Darf ich euch an eine Vorsorge erinnern, die der Herr bei der Konstruktion der Stiftshütte in der Wüste getroffen hat? Der Herr gab die Anweisung, dass bei der Errichtung der Bretter der Stiftshütte an den Ecken extra Bretter eingefügt werden sollen, um die Eckpunkte zu verstärken. Natürlich sind Ecken stets heikle Punkte, gefährliche Punkte; Wendepunkte sind stets mit großen Möglichkeiten befrachtet.
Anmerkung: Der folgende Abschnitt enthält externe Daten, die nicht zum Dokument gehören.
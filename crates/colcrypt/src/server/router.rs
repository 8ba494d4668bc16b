//! Axum router construction.

use std::time::Duration;

use axum::{
    routing::{get, post},
    Router,
};
use tower_http::{compression::CompressionLayer, timeout::TimeoutLayer, trace::TraceLayer};

use super::{handlers, state::AppState};

/// Build the application [`Router`] with all routes and middleware attached.
pub fn build(state: AppState, request_timeout: Duration) -> Router {
    Router::new()
        .route("/encrypt", post(handlers::encrypt))
        .route("/decrypt", post(handlers::decrypt))
        .route("/functions", get(handlers::functions))
        .route("/health", get(handlers::health))
        .fallback(handlers::not_found)
        .layer(TraceLayer::new_for_http())
        .layer(TimeoutLayer::new(request_timeout))
        .layer(CompressionLayer::new())
        .with_state(state)
}

#[cfg(test)]
mod tests {
    use super::*;
    use axum::{body::Body, http::Request};
    use tower::ServiceExt;

    fn app() -> Router {
        build(AppState::default(), Duration::from_secs(5))
    }

    #[tokio::test]
    async fn unknown_route_returns_404() {
        let req = Request::builder()
            .uri("/unknown")
            .body(Body::empty())
            .unwrap();
        let resp = app().oneshot(req).await.unwrap();
        assert_eq!(resp.status(), 404);
    }

    #[tokio::test]
    async fn health_route_exists() {
        let req = Request::builder()
            .uri("/health")
            .body(Body::empty())
            .unwrap();
        let resp = app().oneshot(req).await.unwrap();
        assert_eq!(resp.status(), 200);
    }

    #[tokio::test]
    async fn encrypt_requires_post() {
        let req = Request::builder()
            .uri("/encrypt")
            .body(Body::empty())
            .unwrap();
        let resp = app().oneshot(req).await.unwrap();
        assert_eq!(resp.status(), 405);
    }

    #[tokio::test]
    async fn decrypt_rejects_non_json_body() {
        let req = Request::builder()
            .method("POST")
            .uri("/decrypt")
            .header("content-type", "application/json")
            .body(Body::from("not json"))
            .unwrap();
        let resp = app().oneshot(req).await.unwrap();
        assert!(resp.status().is_client_error());
    }
}
//! Per-instance module state.

use hashbrown::HashMap;
use serde::Serialize;
use weft_core::{ClientError, GraphQlError, InstanceKey, NetworkStatus, Value, Variables};

/// The published state of one query instance.
///
/// This is the projection of the observable's result that render callbacks
/// see; it is replaced wholesale on every republish.
#[derive(Clone, Debug, Default, PartialEq, Serialize)]
pub struct QuerySnapshot {
    pub data: Option<Value>,
    pub error: Option<ClientError>,
    pub loading: bool,
    pub network_status: NetworkStatus,
    pub variables: Variables,
}

impl QuerySnapshot {
    /// Returns the GraphQL errors of the snapshot, if any.
    pub fn errors(&self) -> &[GraphQlError] {
        self.error
            .as_ref()
            .map(|e| e.graphql_errors.as_slice())
            .unwrap_or(&[])
    }
}

/// The published state of one mutation instance.
#[derive(Clone, Debug, Default, PartialEq, Serialize)]
pub struct MutationState {
    pub called: bool,
    pub loading: bool,
    pub data: Option<Value>,
    pub errors: Vec<GraphQlError>,
    pub error: Option<ClientError>,
}

/// A partial update of a [`MutationState`]. Unset fields are kept.
#[derive(Clone, Debug, Default, PartialEq)]
pub struct MutationPatch {
    pub called: Option<bool>,
    pub loading: Option<bool>,
    pub data: Option<Option<Value>>,
    pub errors: Option<Vec<GraphQlError>>,
    pub error: Option<Option<ClientError>>,
}

impl MutationPatch {
    /// The patch published when a mutation starts.
    pub fn started() -> Self {
        Self {
            called: Some(true),
            loading: Some(true),
            data: Some(None),
            error: Some(None),
            errors: None,
        }
    }

    /// The patch published when a mutation completes.
    pub fn completed(data: Option<Value>, errors: Vec<GraphQlError>) -> Self {
        Self {
            loading: Some(false),
            data: Some(data),
            errors: Some(errors),
            ..Self::default()
        }
    }

    /// The patch published when a mutation fails.
    pub fn failed(error: ClientError) -> Self {
        Self {
            loading: Some(false),
            errors: Some(error.graphql_errors.clone()),
            error: Some(Some(error)),
            ..Self::default()
        }
    }

    /// Applies the patch.
    pub fn apply(self, state: &mut MutationState) {
        if let Some(called) = self.called {
            state.called = called;
        }
        if let Some(loading) = self.loading {
            state.loading = loading;
        }
        if let Some(data) = self.data {
            state.data = data;
        }
        if let Some(errors) = self.errors {
            state.errors = errors;
        }
        if let Some(error) = self.error {
            state.error = error;
        }
    }
}

/// Module states keyed by instance key.
#[derive(Clone, Debug)]
pub struct ModuleMap<T> {
    modules: HashMap<InstanceKey, T>,
}

impl<T> Default for ModuleMap<T> {
    fn default() -> Self {
        Self {
            modules: HashMap::new(),
        }
    }
}

impl<T: Default> ModuleMap<T> {
    /// Creates an empty map.
    pub fn new() -> Self {
        Self::default()
    }

    /// Replaces the state of `key`.
    pub fn insert(&mut self, key: InstanceKey, state: T) {
        self.modules.insert(key, state);
    }

    /// Updates the state of `key` in place, starting from the default state
    /// if there is none yet.
    pub fn update<F>(&mut self, key: &InstanceKey, f: F)
    where
        F: FnOnce(&mut T),
    {
        f(self.modules.entry(key.clone()).or_default());
    }

    /// Returns the state of `key`.
    pub fn get(&self, key: &InstanceKey) -> Option<&T> {
        self.modules.get(key)
    }

    /// Removes the state of `key`.
    pub fn remove(&mut self, key: &InstanceKey) -> Option<T> {
        self.modules.remove(key)
    }

    /// Returns true if `key` has a state.
    pub fn contains(&self, key: &InstanceKey) -> bool {
        self.modules.contains_key(key)
    }

    /// Returns the number of modules.
    pub fn len(&self) -> usize {
        self.modules.len()
    }

    /// Returns true if there are no modules.
    pub fn is_empty(&self) -> bool {
        self.modules.is_empty()
    }

    /// Iterates over the instance keys.
    pub fn keys(&self) -> impl Iterator<Item = &InstanceKey> {
        self.modules.keys()
    }
}
//! Notification inbox.
//!
//! Observables and the client report results through an [`Emitter`]. An
//! emitter never touches component state directly: it only queues an
//! [`Envelope`] tagged with the instance key and the operation id that was
//! current when the emitter was handed out. The owner of the [`Inbox`] drains
//! it on its own event-loop turn and decides, per envelope, whether it is
//! still current.

use std::cell::RefCell;
use std::collections::VecDeque;
use std::fmt;
use std::rc::{Rc, Weak};
use weft_core::{ClientError, InstanceKey, OperationResult};

/// Identifies one subscription or in-flight mutation of an instance.
pub type OperationId = u64;

/// What an observable or the client reported.
#[derive(Clone, Debug, PartialEq)]
pub enum Notification {
    /// The observable has a new current result.
    Next,
    /// The observable's stream failed.
    Error(ClientError),
    /// A mutation finished.
    Completed(OperationResult),
    /// A mutation was rejected.
    Failed(ClientError),
}

/// A queued notification.
#[derive(Clone, Debug, PartialEq)]
pub struct Envelope {
    pub key: InstanceKey,
    pub op_id: OperationId,
    pub notification: Notification,
}

type Queue = RefCell<VecDeque<Envelope>>;

/// Single-threaded queue of pending notifications.
#[derive(Clone, Default)]
pub struct Inbox {
    queue: Rc<Queue>,
}

impl Inbox {
    /// Creates an empty inbox.
    pub fn new() -> Self {
        Self::default()
    }

    /// Creates an emitter that tags notifications with `key` and `op_id`.
    ///
    /// The emitter holds a weak reference; once the inbox is gone, emitting
    /// does nothing.
    pub fn emitter(&self, key: InstanceKey, op_id: OperationId) -> Emitter {
        Emitter {
            key,
            op_id,
            queue: Rc::downgrade(&self.queue),
        }
    }

    /// Takes the oldest pending notification.
    pub fn pop(&self) -> Option<Envelope> {
        self.queue.borrow_mut().pop_front()
    }

    /// Returns the number of pending notifications.
    pub fn len(&self) -> usize {
        self.queue.borrow().len()
    }

    /// Returns true if nothing is pending.
    pub fn is_empty(&self) -> bool {
        self.queue.borrow().is_empty()
    }

    /// Drops every pending notification addressed to `key`.
    ///
    /// Returns the number of notifications dropped.
    pub fn purge(&self, key: &InstanceKey) -> usize {
        let mut queue = self.queue.borrow_mut();
        let before = queue.len();
        queue.retain(|envelope| &envelope.key != key);
        before - queue.len()
    }
}

impl fmt::Debug for Inbox {
    fn fmt(&self, f: &mut fmt::Formatter<'_>) -> fmt::Result {
        f.debug_struct("Inbox").field("pending", &self.len()).finish()
    }
}

/// The sending side of an [`Inbox`], bound to one operation.
#[derive(Clone)]
pub struct Emitter {
    key: InstanceKey,
    op_id: OperationId,
    queue: Weak<Queue>,
}

impl Emitter {
    /// Returns the instance key this emitter reports for.
    #[inline]
    pub fn key(&self) -> &InstanceKey {
        &self.key
    }

    /// Returns the operation id this emitter reports for.
    #[inline]
    pub fn op_id(&self) -> OperationId {
        self.op_id
    }

    /// Returns true while the inbox still exists.
    pub fn is_connected(&self) -> bool {
        self.queue.strong_count() > 0
    }

    /// Reports that the observable has a new current result.
    pub fn next(&self) {
        self.emit(Notification::Next);
    }

    /// Reports a stream error.
    pub fn error(&self, error: ClientError) {
        self.emit(Notification::Error(error));
    }

    /// Reports a finished mutation.
    pub fn completed(&self, result: OperationResult) {
        self.emit(Notification::Completed(result));
    }

    /// Reports a rejected mutation.
    pub fn failed(&self, error: ClientError) {
        self.emit(Notification::Failed(error));
    }

    fn emit(&self, notification: Notification) {
        let Some(queue) = self.queue.upgrade() else {
            tracing::trace!(key = %self.key, op_id = self.op_id, "inbox dropped, notification discarded");
            return;
        };
        queue.borrow_mut().push_back(Envelope {
            key: self.key.clone(),
            op_id: self.op_id,
            notification,
        });
    }
}

impl fmt::Debug for Emitter {
    fn fmt(&self, f: &mut fmt::Formatter<'_>) -> fmt::Result {
        f.debug_struct("Emitter")
            .field("key", &self.key)
            .field("op_id", &self.op_id)
            .finish()
    }
}

#[cfg(test)]
mod tests {
    use super::*;
    use weft_core::json;

    fn key(raw: &str) -> InstanceKey {
        InstanceKey::new(raw).unwrap()
    }

    #[test]
    fn test_emitter_queues_in_order() {
        let inbox = Inbox::new();
        let emitter = inbox.emitter(key("q1"), 3);

        emitter.next();
        emitter.error(ClientError::network("down"));

        assert_eq!(inbox.len(), 2);
        let first = inbox.pop().unwrap();
        assert_eq!(first.key, key("q1"));
        assert_eq!(first.op_id, 3);
        assert_eq!(first.notification, Notification::Next);
        assert!(matches!(inbox.pop().unwrap().notification, Notification::Error(_)));
        assert!(inbox.pop().is_none());
    }

    #[test]
    fn test_emitter_after_inbox_dropped() {
        let inbox = Inbox::new();
        let emitter = inbox.emitter(key("m1"), 1);
        assert!(emitter.is_connected());

        drop(inbox);
        assert!(!emitter.is_connected());
        emitter.completed(OperationResult::ready(json!({"ok": true})));
    }

    #[test]
    fn test_purge() {
        let inbox = Inbox::new();
        inbox.emitter(key("q1"), 1).next();
        inbox.emitter(key("q2"), 1).next();
        inbox.emitter(key("q1"), 2).next();

        assert_eq!(inbox.purge(&key("q1")), 2);
        assert_eq!(inbox.len(), 1);
        assert_eq!(inbox.pop().unwrap().key, key("q2"));
    }
}
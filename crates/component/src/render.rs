//! Render props.
//!
//! What a component hands its render callback: the published state of the
//! instance plus a control handle. Controls only hold the instance key and
//! act through the context passed in by the event handler that uses them.

use serde::Serialize;
use std::rc::Rc;
use weft_core::{
    ClientError, FetchMoreOptions, GraphQlError, InstanceKey, MutationOptions, NetworkStatus,
    Result, UpdateQueryArgs, Value, Variables,
};
use weft_lifecycle::Context;
use weft_reactive::OperationId;
use weft_store::{MutationState, QuerySnapshot};

/// Operations a query's render callback can trigger.
#[derive(Clone, Debug, PartialEq, Eq)]
pub struct QueryControls {
    key: InstanceKey,
}

impl QueryControls {
    pub fn new(key: InstanceKey) -> Self {
        Self { key }
    }

    pub fn key(&self) -> &InstanceKey {
        &self.key
    }

    pub fn refetch(&self, ctx: &mut Context, variables: Option<Variables>) -> Result<()> {
        ctx.refetch(&self.key, variables)
    }

    pub fn fetch_more(&self, ctx: &mut Context, options: FetchMoreOptions) -> Result<()> {
        ctx.fetch_more(&self.key, options)
    }

    pub fn update_query<F>(&self, ctx: &mut Context, map: F) -> Result<()>
    where
        F: Fn(&Value, &UpdateQueryArgs) -> Value + 'static,
    {
        ctx.update_query(&self.key, Rc::new(map))
    }

    pub fn start_polling(&self, ctx: &mut Context, interval_ms: u64) -> Result<()> {
        ctx.start_polling(&self.key, interval_ms)
    }

    pub fn stop_polling(&self, ctx: &mut Context) -> Result<()> {
        ctx.stop_polling(&self.key)
    }
}

/// What a query's render callback sees.
#[derive(Clone, Debug, PartialEq, Serialize)]
pub struct QueryRenderProps {
    pub data: Option<Value>,
    pub errors: Vec<GraphQlError>,
    pub error: Option<ClientError>,
    pub loading: bool,
    pub network_status: NetworkStatus,
    pub variables: Variables,
    #[serde(skip)]
    pub controls: QueryControls,
}

impl QueryRenderProps {
    /// Builds render props from a query snapshot.
    pub fn new(key: InstanceKey, snapshot: QuerySnapshot) -> Self {
        Self {
            errors: snapshot.errors().to_vec(),
            data: snapshot.data,
            error: snapshot.error,
            loading: snapshot.loading,
            network_status: snapshot.network_status,
            variables: snapshot.variables,
            controls: QueryControls::new(key),
        }
    }

    /// Shorthand for `controls.refetch`.
    pub fn refetch(&self, ctx: &mut Context, variables: Option<Variables>) -> Result<()> {
        self.controls.refetch(ctx, variables)
    }

    /// Shorthand for `controls.fetch_more`.
    pub fn fetch_more(&self, ctx: &mut Context, options: FetchMoreOptions) -> Result<()> {
        self.controls.fetch_more(ctx, options)
    }
}

/// Runs a mutation from its render callback.
#[derive(Clone, Debug, PartialEq, Eq)]
pub struct MutationControls {
    key: InstanceKey,
}

impl MutationControls {
    pub fn new(key: InstanceKey) -> Self {
        Self { key }
    }

    pub fn key(&self) -> &InstanceKey {
        &self.key
    }

    /// Runs the mutation; `options` override the component's props.
    pub fn execute(&self, ctx: &mut Context, options: &MutationOptions) -> Result<OperationId> {
        ctx.execute(&self.key, options)
    }
}

/// What a mutation's render callback sees.
#[derive(Clone, Debug, PartialEq, Serialize)]
pub struct MutationRenderProps {
    pub called: bool,
    pub loading: bool,
    pub data: Option<Value>,
    pub errors: Vec<GraphQlError>,
    pub error: Option<ClientError>,
    #[serde(skip)]
    pub controls: MutationControls,
}

impl MutationRenderProps {
    /// Builds render props from a published mutation state.
    pub fn new(key: InstanceKey, state: MutationState) -> Self {
        Self {
            called: state.called,
            loading: state.loading,
            data: state.data,
            errors: state.errors,
            error: state.error,
            controls: MutationControls::new(key),
        }
    }

    /// Shorthand for `controls.execute`.
    pub fn execute(&self, ctx: &mut Context, options: &MutationOptions) -> Result<OperationId> {
        self.controls.execute(ctx, options)
    }
}
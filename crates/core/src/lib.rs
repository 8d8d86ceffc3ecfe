//! Weft Core - Shared types for Weft GraphQL component bindings.
//!
//! This crate provides the foundational types used by every other Weft crate:
//!
//! - `InstanceKey`: Process-unique key of one mounted query/mutation component
//! - `Document`, `Variables`: A GraphQL operation and its variables
//! - `OperationResult`: The raw result an observable operation reports
//! - `ClientError`, `GraphQlError`: Structured client errors
//! - `WatchQueryOptions`, `MutationOptions`, `FetchMoreOptions`: Client options
//! - `ContextConfig`: Settings of a binding context
//! - `Error`: Error types for lifecycle operations
//!
//! # Example
//!
//! ```rust
//! use weft_core::{json, InstanceKey, NetworkStatus, OperationResult};
//!
//! let base = InstanceKey::allocate("q");
//! let key = base.with_user_key("pikachu");
//! assert_eq!(key.user_key(), Some("pikachu"));
//!
//! let result = OperationResult::ready(json!({ "pokemon": { "name": "Pikachu" } }));
//! assert_eq!(result.network_status, NetworkStatus::Ready);
//! assert!(!result.loading);
//! ```

mod config;
mod error;
mod key;
mod options;
mod types;
pub mod util;

pub use config::{ContextConfig, DEFAULT_MUTATION_PREFIX, DEFAULT_QUERY_PREFIX};
pub use error::{Error, Result};
pub use key::{next_instance_id, InstanceKey};
pub use options::{
    FetchMoreOptions, MutationOptions, MutationRequest, MutationUpdater, RefetchQuery,
    UpdateQueryArgs, UpdateQueryFn, WatchQueryOptions,
};
pub use types::{
    ClientError, Document, ErrorPolicy, FetchPolicy, GraphQlError, NetworkStatus,
    OperationResult, SourceLocation, Variables,
};

// Re-exported so downstream crates build variables and data with the same
// JSON types.
pub use serde_json::{json, Map, Value};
Ihr gelangt an einen Punkt, wo eine Wende vollzogen werden muss, wo ein neuer Kurs eingeschlagen werden soll, und dieser Wendepunkt muss mit viel Weisheit und Sorgfalt ausgehandelt werden. Etwas Besonderes muss da dazukommen, um es zu bewältigen. Und in dieser unendlichen Weisheit Gottes - der Anerkennung nicht nur der Schwäche eines Eckpunktes in natürlichen Dingen, sondern auch der Gefahren bei Wendepunkten im geistlichen Leben - hat der Herr Vorsorge getroffen und trifft sie noch; er deckt sie, er macht Vorschriften in Bezug auf sie. Wie bei den Brettern der Stiftshütte muss an diesem delikaten und gefährlichen Krisenpunkt eine echte Verstärkung eingebaut werden.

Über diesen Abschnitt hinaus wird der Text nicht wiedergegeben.